Supervision is split across four authorities, with the consumer protection service VVTAT as lead regulator (e-commerce among others), alongside the transport safety administration, communications regulator RRT and media regulator LRTK. As of mid-2026 VVTAT is firmly in an advisory phase (guidance, advising businesses); no publicly confirmed EAA fine yet. The statutory toolkit, fines, supply bans, binding instructions, exists and is ready for use.

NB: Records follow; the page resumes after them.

//! High-level API for histograms, density estimates and regressions.
//!
//! ## Purpose
//!
//! This module is the public surface of the crate. It re-exports the free
//! functions of every layer and adds fluent builders for the three
//! configurable computations: [`HistogramBuilder`], [`KdeBuilder`] and
//! [`RegressionBuilder`].
//!
//! ## Design notes
//!
//! * **Builder**: Every option is stored as `Option<_>` until `build()`, which
//!   fills defaults and validates.
//! * **Duplicates**: Setting the same option twice (or two options that
//!   configure the same thing, such as `bins` and `bin_width`) makes `build()`
//!   fail with `DuplicateParameter`.
//! * **Immutable**: A built configuration can be applied to any number of datasets.
//!
//! ## Key concepts
//!
//! * **Histogram**: `bins | bin_width | bin_edges`, `normalized` (default `true`),
//!   `cumulative` (default `false`), `anchor` (default left edge).
//! * **KDE**: `points | spacing | positions | range`, `kernel` (default Gaussian),
//!   `bandwidth` (default Silverman estimate per dataset), `cumulative`.
//! * **Regression**: `model`, `fix_a`, `fix_b`, `robust(p)`, `iterations`,
//!   `tolerance`, `weight_transform`.

// Feature-gated imports
#[cfg(not(feature = "std"))]
use alloc::vec::Vec;
#[cfg(feature = "std")]
use std::vec::Vec;

// Internal dependencies
use crate::engine::validator::Validator;

// Publicly re-exported types
pub use crate::algorithms::descriptive::{
    Dispersion, MinMax, average, central_moment, correlation_coefficient, count, cumulative_sum,
    cumulative_sum_into, dispersion, maximum, min_max, minimum, modified_sum, moment, skewness, std_dev,
    sum, sum_sqr, variance, weighted_average, weighted_dispersion, weighted_std_dev, weighted_variance,
};
pub use crate::algorithms::grouping::{
    GroupKey, GroupedData, GroupedPairs, group_data, group_data_into, group_data_pairs, grouping_custom_round,
    grouping_identity, grouping_round, make_grouping_custom_round,
};
pub use crate::algorithms::histogram::{
    Histogram1D, HistogramOptions, histogram_1d, histogram_1d_autoranged_into, histogram_1d_autoranged_width_into,
    histogram_1d_edges_into, histogram_2d,
};
pub use crate::algorithms::kde::{
    KdeGrid, KdeResult, estimate_bandwidth, estimate_bandwidth_2d, estimate_bandwidths_2d, evaluate_kernel_sum,
    evaluate_kernel_sum_2d, kde_1d, kde_1d_into, kde_2d,
};
pub use crate::algorithms::order::{
    FiveNumberOptions, FiveNumberSummary, NMAD_CONSTANT, five_number_statistics,
    five_number_statistics_and_outliers, five_number_statistics_and_outliers_of_sorted,
    five_number_statistics_of_sorted, mad, mad_with_median, median, median_of_sorted, nmad, quantile,
    quantile_index, quantile_of_sorted, sorted_valid,
};
pub use crate::algorithms::polynomial::{Polynomial, poly_eval, poly_fit, poly_fit_with};
pub use crate::algorithms::regression::{
    Constraint, IrlsOptions, LinearCoefficients, RegressionFit, RegressionModel, TransformPair, linear_regression,
    linear_weighted_regression, regression, robust_irls_linear_regression, robust_irls_regression,
    weighted_regression,
};
pub use crate::evaluation::goodness::{
    coefficient_of_determination, coefficient_of_determination_conventional, rms_deviation, sum_of_deviations,
    weighted_coefficient_of_determination, weighted_sum_of_deviations,
};
pub use crate::math::kernel::{Kernel1D, Kernel2D};
pub use crate::math::linalg::{LinearSolver, LuSolver, QrSolver};
pub use crate::math::transform::{identity, inverse_prop_safe, inverse_prop_safe_default};
pub use crate::primitives::binning::{BinAnchor, BinLayout};
pub use crate::primitives::errors::StatsError;
pub use crate::primitives::grid::{Grid2D, GridSpec};
pub use crate::primitives::sample::{Sample, filter_valid, is_ok_float};

/// Record `name` as duplicated if `slot` is already set.
fn note_duplicate<T>(slot: &Option<T>, name: &'static str, duplicate: &mut Option<&'static str>) {
    if slot.is_some() {
        *duplicate = Some(name);
    }
}

// ============================================================================
// Histogram
// ============================================================================

/// Fluent builder for 1D histograms.
#[derive(Debug, Clone, Default)]
pub struct HistogramBuilder {
    /// Bin layout.
    pub layout: Option<BinLayout>,

    /// Divide counts by the number of valid samples.
    pub normalized: Option<bool>,

    /// Emit running sums.
    pub cumulative: Option<bool>,

    /// Reported position within each bin.
    pub anchor: Option<BinAnchor>,

    /// Tracks if any parameter was set multiple times (for validation).
    #[doc(hidden)]
    pub duplicate_param: Option<&'static str>,
}

impl HistogramBuilder {
    /// Create a new builder with default settings.
    pub fn new() -> Self {
        Self::default()
    }

    /// Use `bins` equal-width bins spanning the data.
    pub fn bins(mut self, bins: usize) -> Self {
        note_duplicate(&self.layout, "bins", &mut self.duplicate_param);
        self.layout = Some(BinLayout::Count(bins));
        self
    }

    /// Use bins of fixed width starting at the data minimum.
    pub fn bin_width(mut self, width: f64) -> Self {
        note_duplicate(&self.layout, "bin_width", &mut self.duplicate_param);
        self.layout = Some(BinLayout::Width(width));
        self
    }

    /// Use explicit bin starts.
    pub fn bin_edges(mut self, edges: Vec<f64>) -> Self {
        note_duplicate(&self.layout, "bin_edges", &mut self.duplicate_param);
        self.layout = Some(BinLayout::Edges(edges));
        self
    }

    /// Normalize counts by the number of valid samples.
    pub fn normalized(mut self, normalized: bool) -> Self {
        note_duplicate(&self.normalized, "normalized", &mut self.duplicate_param);
        self.normalized = Some(normalized);
        self
    }

    /// Emit the running sum of bin values.
    pub fn cumulative(mut self, cumulative: bool) -> Self {
        note_duplicate(&self.cumulative, "cumulative", &mut self.duplicate_param);
        self.cumulative = Some(cumulative);
        self
    }

    /// Set the reported position within each bin.
    pub fn anchor(mut self, anchor: BinAnchor) -> Self {
        note_duplicate(&self.anchor, "anchor", &mut self.duplicate_param);
        self.anchor = Some(anchor);
        self
    }

    /// Validate the configuration.
    pub fn build(self) -> Result<Histogram, StatsError> {
        Validator::validate_no_duplicates(self.duplicate_param)?;

        let layout = self.layout.unwrap_or_default();
        match &layout {
            BinLayout::Count(bins) => Validator::validate_bin_count(*bins)?,
            BinLayout::Width(width) => Validator::validate_bin_width(*width)?,
            BinLayout::Edges(edges) => Validator::validate_bin_edges(edges)?,
        }

        let defaults = HistogramOptions::default();
        Ok(Histogram {
            layout,
            options: HistogramOptions {
                normalized: self.normalized.unwrap_or(defaults.normalized),
                cumulative: self.cumulative.unwrap_or(defaults.cumulative),
                anchor: self.anchor.unwrap_or(defaults.anchor),
            },
        })
    }
}

/// Validated histogram configuration.
#[derive(Debug, Clone, PartialEq)]
pub struct Histogram {
    layout: BinLayout,
    options: HistogramOptions,
}

impl Histogram {
    /// Bin layout.
    pub fn layout(&self) -> &BinLayout {
        &self.layout
    }

    /// Post-processing options.
    pub fn options(&self) -> HistogramOptions {
        self.options
    }

    /// Histogram of `data`.
    pub fn fit<I>(&self, data: I) -> Result<Histogram1D, StatsError>
    where
        I: IntoIterator,
        I::IntoIter: Clone,
        I::Item: Sample,
    {
        histogram_1d(data, &self.layout, self.options)
    }
}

Lithuania transposed the EAA (oversight bodies include ANTA, the Disability Rights Protection Agency). The State Digital Solutions Agency (VSSA, formerly IVPK) runs accessibility evaluations of public websites/apps under the Web Accessibility Directive (in 2023, e.g. 131 sites via the simplified method plus 17 e-service portals and 10 mobile apps via the in-depth method), issuing remediation orders for identified shortcomings. NO solid WCAG/accessibility-specific non-compliance percentage is publicly available; the figures that do circulate (e.g. 89%/70%/68% across 1,017 sites) concern GENERAL website requirements, not digital accessibility, and are therefore not usable as an accessibility statistic. Vykdomas valstybės ir savivaldybių institucijų interneto svetainių atitikties prieinamumo reikalavimams vertinimas (VSSA)

Cross-border trade

Selling to here from abroad?

The European Accessibility Act is market-based: if you sell products or services to consumers in this country, it applies to you, even if your business is established outside the EU.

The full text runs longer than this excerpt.